*** Opening of Records ***

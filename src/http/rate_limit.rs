//! Client-side rate limiting
//!
//! Optional token bucket (governor) awaited before every attempt, so a burst
//! of concurrent calls does not walk straight into server-side 429s.

use governor::clock::DefaultClock;
use governor::middleware::NoOpMiddleware;
use governor::state::{InMemoryState, NotKeyed};
use governor::{Quota, RateLimiter as Governor};
use serde::{Deserialize, Serialize};
use std::num::NonZeroU32;
use std::sync::Arc;

/// Configuration for rate limiting
#[derive(Debug, Clone, PartialEq, Eq, Serialize, Deserialize)]
pub struct RateLimiterConfig {
    /// Maximum number of requests per second
    #[serde(alias = "requestsPerSecond")]
    pub requests_per_second: u32,
    /// Burst size (max tokens in bucket)
    #[serde(alias = "burstSize")]
    pub burst_size: u32,
}

impl Default for RateLimiterConfig {
    fn default() -> Self {
        Self {
            requests_per_second: 10,
            burst_size: 10,
        }
    }
}

impl RateLimiterConfig {
    /// Create a new rate limiter config
    pub fn new(requests_per_second: u32, burst_size: u32) -> Self {
        Self {
            requests_per_second,
            burst_size,
        }
    }
}

/// Token bucket shared by all clones of a transport
#[derive(Clone)]
pub struct RateLimiter {
    limiter: Arc<Governor<NotKeyed, InMemoryState, DefaultClock, NoOpMiddleware>>,
}

impl RateLimiter {
    /// Create a new rate limiter; zero values are treated as 1
    pub fn new(config: &RateLimiterConfig) -> Self {
        let rate = NonZeroU32::new(config.requests_per_second).unwrap_or(NonZeroU32::MIN);
        let burst = NonZeroU32::new(config.burst_size).unwrap_or(NonZeroU32::MIN);
        let quota = Quota::per_second(rate).allow_burst(burst);

        Self {
            limiter: Arc::new(Governor::direct(quota)),
        }
    }

    /// Wait until a request can be made
    pub async fn wait(&self) {
        self.limiter.until_ready().await;
    }

    /// Try to acquire a permit, returning immediately
    pub fn try_acquire(&self) -> bool {
        self.limiter.check().is_ok()
    }
}

impl std::fmt::Debug for RateLimiter {
    fn fmt(&self, f: &mut std::fmt::Formatter<'_>) -> std::fmt::Result {
        f.debug_struct("RateLimiter").finish()
    }
}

*** Close of Records ***

→ To do: Print all the data exactly.

→ Written reply:
filename src/http/rate_limit.rs
//! Client-side rate limiting
//!
//! Optional token bucket (governor) awaited before every attempt, so a burst
//! of concurrent calls does not walk straight into server-side 429s.

use governor::clock::DefaultClock;
use governor::middleware::NoOpMiddleware;
use governor::state::{InMemoryState, NotKeyed};
use governor::{Quota, RateLimiter as Governor};
use serde::{Deserialize, Serialize};
use std::num::NonZeroU32;
use std::sync::Arc;

/// Configuration for rate limiting
#[derive(Debug, Clone, PartialEq, Eq, Serialize, Deserialize)]
pub struct RateLimiterConfig {
    /// Maximum number of requests per second
    #[serde(alias = "requestsPerSecond")]
    pub requests_per_second: u32,
    /// Burst size (max tokens in bucket)
    #[serde(alias = "burstSize")]
    pub burst_size: u32,
}

impl Default for RateLimiterConfig {
    fn default() -> Self {
        Self {
            requests_per_second: 10,
            burst_size: 10,
        }
    }
}

impl RateLimiterConfig {
    /// Create a new rate limiter config
    pub fn new(requests_per_second: u32, burst_size: u32) -> Self {
        Self {
            requests_per_second,
            burst_size,
        }
    }
}

/// Token bucket shared by all clones of a transport
#[derive(Clone)]
pub struct RateLimiter {
    limiter: Arc<Governor<NotKeyed, InMemoryState, DefaultClock, NoOpMiddleware>>,
}

impl RateLimiter {
    /// Create a new rate limiter; zero values are treated as 1
    pub fn new(config: &RateLimiterConfig) -> Self {
        let rate = NonZeroU32::new(config.requests_per_second).unwrap_or(NonZeroU32::MIN);
        let burst = NonZeroU32::new(config.burst_size).unwrap_or(NonZeroU32::MIN);
        let quota = Quota::per_second(rate).allow_burst(burst);

        Self {
            limiter: Arc::new(Governor::direct(quota)),
        }
    }

    /// Wait until a request can be made
    pub async fn wait(&self) {
        self.limiter.until_ready().await;
    }

    /// Try to acquire a permit, returning immediately
    pub fn try_acquire(&self) -> bool {
        self.limiter.check().is_ok()
    }
}

impl std::fmt::Debug for RateLimiter {
    fn fmt(&self, f: &mut std::fmt::Formatter<'_>) -> std::fmt::Result {
        f.debug_struct("RateLimiter").finish()
    }
}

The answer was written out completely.